Tag Archives: Barry Holstun Lopez

A little help from the universe . . .

male_nurses-_life_at_runwell_hospital_wickford_essex_1943_d14310

Ministry of Information image (1943, UK)  taken by division photographer (Jack Smith?) Source: Wikimedia Commons

January 9 2000

1A The Hole, Hope End Street, CARPOOL   C87 4az

Hello Auntie

Thank you for last night’s phone call.  It seems that I am labouring with problems similar to those described by Harriet.  I acquired a second (or fourth-) hand computer and, within days, had snapped off the “power button” completely!  No hope therefore of enthralling you with a black-and-white snap of that rare beast: a male nurse from times long past.
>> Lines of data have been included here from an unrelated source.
//! Protobuf content boundary.
//!
//! Message bodies are encoded by a caller supplied [`ProtobufCodec`]; method
//! request/response types come from a [`MethodResolver`]. Request metadata
//! travels in the header block instead of a content envelope.

use crate::error::{ProtocolError, ResponseStatus};
use crate::headers::HeaderMap;
use crate::message::{AppResponse, RemoteError, ResponseBody, RpcRequest, RpcResponse};
use bolt_hessian::Value;
use bytes::{BufMut, Bytes, BytesMut};
use dashmap::DashMap;
use std::collections::BTreeMap;
use std::sync::Arc;

pub const HEAD_METHOD_NAME: &str = "sofa_head_method_name";
pub const HEAD_TARGET_APP: &str = "sofa_head_target_app";
pub const HEAD_TARGET_SERVICE: &str = "sofa_head_target_service";
pub const HEAD_RESPONSE_ERROR: &str = "sofa_head_response_error";
pub const TRACE_CONTEXT: &str = "rpc_trace_context";

/// Request and response message types of one service method.
#[derive(Debug, Clone, Default, PartialEq, Eq)]
pub struct MethodDescriptor {
    pub request_type: Option<String>,
    pub response_type: Option<String>,
}

/// Looks up method message types by service name and method name.
pub trait MethodResolver: Send + Sync {
    fn resolve(&self, service: &str, method: &str) -> Option<MethodDescriptor>;
}

/// Encodes and decodes protobuf messages of a named type.
pub trait ProtobufCodec: Send + Sync {
    fn encode(&self, message_type: &str, value: &Value) -> Result<Bytes, ProtocolError>;
    fn decode(&self, message_type: &str, data: &[u8]) -> Result<Value, ProtocolError>;
}

/// Identity of an in-flight request, needed to decode its response.
#[derive(Debug, Clone, PartialEq, Eq)]
pub struct SentRequest {
    pub server_signature: String,
    pub method_name: String,
}

pub trait SentRequestLookup: Send + Sync {
    fn lookup(&self, packet_id: u32) -> Option<SentRequest>;
}

/// Concurrent table of in-flight requests keyed by packet id.
#[derive(Debug, Default)]
pub struct SentRequests {
    inner: DashMap<u32, SentRequest>,
}

impl SentRequests {
    pub fn new() -> Self {
        Self::default()
    }

    pub fn insert(&self, packet_id: u32, request: &RpcRequest) {
        self.inner.insert(
            packet_id,
            SentRequest {
                server_signature: request.server_signature.clone(),
                method_name: request.method_name.clone(),
            },
        );
    }

    pub fn remove(&self, packet_id: u32) -> Option<SentRequest> {
        self.inner.remove(&packet_id).map(|(_, v)| v)
    }

    pub fn len(&self) -> usize {
        self.inner.len()
    }

    pub fn is_empty(&self) -> bool {
        self.inner.is_empty()
    }
}

impl SentRequestLookup for SentRequests {
    fn lookup(&self, packet_id: u32) -> Option<SentRequest> {
        self.inner.get(&packet_id).map(|entry| entry.value().clone())
    }
}

/// Collaborators for the protobuf codec plus a cache of resolved methods.
pub struct ProtobufContext {
    resolver: Arc<dyn MethodResolver>,
    codec: Arc<dyn ProtobufCodec>,
    sent: Arc<dyn SentRequestLookup>,
    methods: DashMap<String, Arc<MethodDescriptor>>,
}

impl ProtobufContext {
    pub fn new(
        resolver: Arc<dyn MethodResolver>,
        codec: Arc<dyn ProtobufCodec>,
        sent: Arc<dyn SentRequestLookup>,
    ) -> Self {
        Self {
            resolver,
            codec,
            sent,
            methods: DashMap::new(),
        }
    }

    /// Resolves a method of `service_id`. The service name is the part of
    /// the id before the first `:`.
    pub fn method(
        &self,
        service_id: &str,
        method: &str,
    ) -> Result<Arc<MethodDescriptor>, ProtocolError> {
        let key = format!("{service_id}#{method}");
        if let Some(found) = self.methods.get(&key) {
            return Ok(found.clone());
        }
        let service = service_id.split(':').next().unwrap_or(service_id);
        let descriptor = self
            .resolver
            .resolve(service, method)
            .ok_or_else(|| ProtocolError::UnknownMethod {
                service: service.to_string(),
                method: method.to_string(),
            })?;
        Ok(self
            .methods
            .entry(key)
            .or_insert_with(|| Arc::new(descriptor))
            .clone())
    }

    pub fn encode_request(&self, req: &RpcRequest, buf: &mut BytesMut) -> Result<(), ProtocolError> {
        let method = self.method(&req.server_signature, &req.method_name)?;
        if let Some(request_type) = &method.request_type {
            let arg = req.args.first().cloned().unwrap_or_default();
            buf.put_slice(&self.codec.encode(request_type, &arg)?);
        }
        Ok(())
    }

    /// Rebuilds a request from its header block. Trace context headers are
    /// folded into a `rpc_trace_context` map inside the request props.
    pub fn decode_request(
        &self,
        mut headers: HeaderMap,
        content: &[u8],
    ) -> Result<RpcRequest, ProtocolError> {
        let service = headers
            .get_str(HEAD_TARGET_SERVICE)
            .unwrap_or_default()
            .to_string();
        let method_name = headers
            .get_str(HEAD_METHOD_NAME)
            .unwrap_or_default()
            .to_string();
        let target_app = headers
            .get_str(HEAD_TARGET_APP)
            .filter(|app| !app.is_empty())
            .map(str::to_string);

        let prefix = format!("{TRACE_CONTEXT}.");
        let trace: Vec<(Value, Value)> = headers
            .drain_prefixed(&prefix)
            .into_iter()
            .map(|(k, v)| (Value::from(&k[prefix.len()..]), Value::from(v)))
            .collect();

        let mut request_props = BTreeMap::new();
        request_props.insert(TRACE_CONTEXT.to_string(), Value::map(trace));
        for (k, v) in headers.iter() {
            request_props.insert(k.to_string(), Value::from(v));
        }

        let method = self.method(&service, &method_name)?;
        let mut args = Vec::new();
        if let Some(request_type) = &method.request_type {
            if !content.is_empty() {
                args.push(self.codec.decode(request_type, content)?);
            }
        }

        let mut req = RpcRequest::new(service, method_name, args);
        req.target_app_name = target_app;
        req.request_props = request_props;
        Ok(req)
    }

    pub fn encode_response(
        &self,
        service: &str,
        method: &str,
        res: &RpcResponse,
        buf: &mut BytesMut,
    ) -> Result<(), ProtocolError> {
        let method = self.method(service, method)?;
        if let (Some(response_type), AppResponse::Value(value)) =
            (&method.response_type, &res.app_response)
        {
            buf.put_slice(&self.codec.encode(response_type, value)?);
        }
        Ok(())
    }

    pub fn decode_response(
        &self,
        packet_id: u32,
        content: &[u8],
    ) -> Result<ResponseBody, ProtocolError> {
        let sent = self
            .sent
            .lookup(packet_id)
            .ok_or(ProtocolError::SentRequestNotFound(packet_id))?;
        let method = self.method(&sent.server_signature, &sent.method_name)?;
        let app_response = match &method.response_type {
            Some(response_type) => self.codec.decode(response_type, content)?,
            None => Value::Null,
        };
        Ok(ResponseBody {
            app_response,
            ..Default::default()
        })
    }
}

impl std::fmt::Debug for ProtobufContext {
    fn fmt(&self, f: &mut std::fmt::Formatter<'_>) -> std::fmt::Result {
        f.debug_struct("ProtobufContext")
            .field("cached_methods", &self.methods.len())
            .finish()
    }
}

/// Headers written for a protobuf request.
pub fn request_headers(req: &RpcRequest, headers: &mut HeaderMap) {
    headers.insert(HEAD_METHOD_NAME, Some(req.method_name.clone()));
    headers.insert(
        HEAD_TARGET_APP,
        Some(req.target_app_name.clone().unwrap_or_default()),
    );
    headers.insert(HEAD_TARGET_SERVICE, Some(req.server_signature.clone()));
    for (key, value) in &req.request_props {
        flatten_into(key, value, headers);
    }
}

/// Headers written for a protobuf response.
pub fn response_headers(res: &RpcResponse) -> HeaderMap {
    let mut headers = HeaderMap::new();
    let flag = if res.is_error() { "true" } else { "false" };
    headers.insert(HEAD_RESPONSE_ERROR, Some(flag.to_string()));
    headers
}

/// Copies string and numeric leaves of `value` into `headers`, joining
/// nested keys with `.`. Other leaves are skipped.
fn flatten_into(key: &str, value: &Value, headers: &mut HeaderMap) {
    match value {
        Value::String(s) => headers.insert(key, Some(s.clone())),
        Value::Int(v) => headers.insert(key, Some(v.to_string())),
        Value::Long(v) => headers.insert(key, Some(v.to_string())),
        Value::Double(v) => headers.insert(key, Some(v.to_string())),
        Value::Map(map) => {
            for (k, v) in &map.entries {
                if let Some(k) = k.as_str() {
                    flatten_into(&format!("{key}.{k}"), v, headers);
                }
            }
        }
        Value::Object(obj) => {
            for (k, v) in &obj.fields {
                flatten_into(&format!("{key}.{k}"), v, headers);
            }
        }
        _ => {}
    }
}

/// Encodes an error message as raw UTF-8.
pub fn encode_exception(message: &str, buf: &mut BytesMut) {
    buf.put_slice(message.as_bytes());
}

pub fn decode_exception(content: &[u8]) -> RemoteError {
    RemoteError {
        status: ResponseStatus::ServerException,
        message: String::from_utf8_lossy(content).into_owned(),
    }
}

#[cfg(test)]
mod tests {
    use super::*;
    use std::sync::atomic::{AtomicUsize, Ordering};

    /// Resolves `EchoService.echo` and counts lookups.
    #[derive(Default)]
    struct EchoResolver {
        calls: AtomicUsize,
    }

    impl MethodResolver for EchoResolver {
        fn resolve(&self, service: &str, method: &str) -> Option<MethodDescriptor> {
            self.calls.fetch_add(1, Ordering::SeqCst);
            (service == "com.demo.EchoService" && method == "echo").then(|| MethodDescriptor {
                request_type: Some("EchoRequest".into()),
                response_type: Some("EchoResponse".into()),
            })
        }
    }

    /// Writes string values as their UTF-8 bytes, tagged by type.
    struct TextCodec;

    impl ProtobufCodec for TextCodec {
        fn encode(&self, message_type: &str, value: &Value) -> Result<Bytes, ProtocolError> {
            let text = value
                .as_str()
                .ok_or_else(|| ProtocolError::Protobuf(format!("{message_type}: not a string")))?;
            Ok(Bytes::from(format!("{message_type}:{text}")))
        }

        fn decode(&self, message_type: &str, data: &[u8]) -> Result<Value, ProtocolError> {
            let text = std::str::from_utf8(data).map_err(|e| ProtocolError::Protobuf(e.to_string()))?;
            let body = text
                .strip_prefix(&format!("{message_type}:"))
                .ok_or_else(|| ProtocolError::Protobuf(format!("not a {message_type}")))?;
            Ok(Value::from(body))
        }
    }

    fn context(sent: Arc<SentRequests>) -> (ProtobufContext, Arc<EchoResolver>) {
        let resolver = Arc::new(EchoResolver::default());
        let ctx = ProtobufContext::new(resolver.clone(), Arc::new(TextCodec), sent);
        (ctx, resolver)
    }

    fn echo_request() -> RpcRequest {
        RpcRequest::new("com.demo.EchoService:1.0", "echo", vec![Value::from("hi")])
    }

    #[test]
    fn test_method_cache() {
        let (ctx, resolver) = context(Arc::new(SentRequests::new()));
        ctx.method("com.demo.EchoService:1.0", "echo").unwrap();
        ctx.method("com.demo.EchoService:1.0", "echo").unwrap();
        assert_eq!(resolver.calls.load(Ordering::SeqCst), 1);
    }

    #[test]
    fn test_unknown_method() {
        let (ctx, _) = context(Arc::new(SentRequests::new()));
        let err = ctx.method("com.demo.EchoService:1.0", "shout").unwrap_err();
        assert_eq!(
            err.to_string(),
            "no such Method 'shout' in Service 'com.demo.EchoService'"
        );
    }

    #[test]
    fn test_request_headers_flatten_props() {
        let inner = Value::map(vec![(Value::from("id"), Value::Int(7))]);
        let req = echo_request()
            .with_prop("user", inner)
            .with_prop("zone", "gz")
            .with_prop("ignored", true);
        let mut headers = HeaderMap::new();
        request_headers(&req, &mut headers);

        assert_eq!(headers.get_str(HEAD_METHOD_NAME), Some("echo"));
        assert_eq!(headers.get_str(HEAD_TARGET_APP), Some(""));
        assert_eq!(
            headers.get_str(HEAD_TARGET_SERVICE),
            Some("com.demo.EchoService:1.0")
        );
        assert_eq!(headers.get_str("user.id"), Some("7"));
        assert_eq!(headers.get_str("zone"), Some("gz"));
        assert!(headers.get("ignored").is_none());
    }

    #[test]
    fn test_request_roundtrip_folds_trace_context() {
        let (ctx, _) = context(Arc::new(SentRequests::new()));
        let req = echo_request().with_prop(
            TRACE_CONTEXT,
            Value::map(vec![(Value::from("sofaTraceId"), Value::from("t-1"))]),
        );

        let mut headers = HeaderMap::new();
        headers.insert("service", Some(req.server_signature.clone()));
        request_headers(&req, &mut headers);
        assert_eq!(headers.get_str("rpc_trace_context.sofaTraceId"), Some("t-1"));

        let mut content = BytesMut::new();
        ctx.encode_request(&req, &mut content).unwrap();
        assert_eq!(content.as_ref(), b"EchoRequest:hi");

        let decoded = ctx.decode_request(headers, &content).unwrap();
        assert_eq!(decoded.server_signature, "com.demo.EchoService:1.0");
        assert_eq!(decoded.method_name, "echo");
        assert_eq!(decoded.args, vec![Value::from("hi")]);

        let trace = decoded.request_props.get(TRACE_CONTEXT).and_then(Value::as_map).unwrap();
        assert_eq!(trace.get("sofaTraceId"), Some(&Value::from("t-1")));
        assert!(!decoded.request_props.contains_key("rpc_trace_context.sofaTraceId"));
        assert_eq!(
            decoded.request_props.get("service"),
            Some(&Value::from("com.demo.EchoService:1.0"))
        );
    }

    #[test]
    fn test_response_needs_sent_request() {
        let sent = Arc::new(SentRequests::new());
        let (ctx, _) = context(sent.clone());

        let err = ctx.decode_response(9, b"EchoResponse:x").unwrap_err();
        assert_eq!(err.to_string(), "not found req for res#9");

        sent.insert(9, &echo_request());
        let mut content = BytesMut::new();
        ctx.encode_response(
            "com.demo.EchoService:1.0",
            "echo",
            &RpcResponse::ok(Value::from("x")),
            &mut content,
        )
        .unwrap();
        let body = ctx.decode_response(9, &content).unwrap();
        assert_eq!(body.app_response, Value::from("x"));
        assert_eq!(sent.remove(9).map(|s| s.method_name), Some("echo".to_string()));
        assert!(sent.is_empty());
    }

    #[test]
    fn test_response_error_header() {
        let headers = response_headers(&RpcResponse::error("x"));
        assert_eq!(headers.get_str(HEAD_RESPONSE_ERROR), Some("true"));
        let headers = response_headers(&RpcResponse::ok(Value::Null));
        assert_eq!(headers.get_str(HEAD_RESPONSE_ERROR), Some("false"));
    }

    #[test]
    fn test_exception_is_raw_text() {
        let mut buf = BytesMut::new();
        encode_exception("boom", &mut buf);
        assert_eq!(buf.as_ref(), b"boom");
        assert_eq!(decode_exception(&buf).message, "boom");
    }
}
However, I do have one success to report.  While standing in a (long) queue in the hospital canteen the other day, I overheard Thule – who was some feet ahead – raving about how impressed she had been by a book entitled: “Arctic Dreams” by Barry Holstun Lopez.   I leaned a little closer Auntie, nearly sinking my elbow in a runny egg yolk situated on my plate.  And Thule saw me, exclaiming ‘Oh Ralph.  Would you like to borrow it?’

Well.  Yes.  I would! I eagerly snapped up her offer, and not only for the chance that it would give me to nearly brush the hand of one with whom I was so smitten.

And then she said, ‘I will drop it off for you Ralph.  It would be so heavy to transport in one of your bike panniers.’  I think that might be code, Auntie, for letting me know that she wouldn’t like it to get wet in the driving rains of Carpool in winter.

I naturally sped home at the end of my shift, viewing the approach to my bedsit, with the eyes of a male who feared that he might be judged by the plethora of crisp packets, and other detritus, littering the path to the house.  And also by the rather filthy look to the net curtains adorning my window.

I engaged in a fever of activity.  I grabbed my (rather shredded-looking) broom out from under the bed, and whisked all the crisp packets – and chocolate bar wrappers – over the low wall dividing one house from another.  And then I ripped the net curtains off the window and plunged them into a bowl of hot water and bleach.  I have to say Auntie, that I am a little concerned that the (flimsy) material might not hold up against immersion in neat (as in 100%) Chlorine . . .

By the time I had finished, the window glass gleamed and, actually, the view across the street wasn’t half as bad as I had thought it was.  I could certainly see the post box glinting on the corner, in its pillar box hue of brilliant red.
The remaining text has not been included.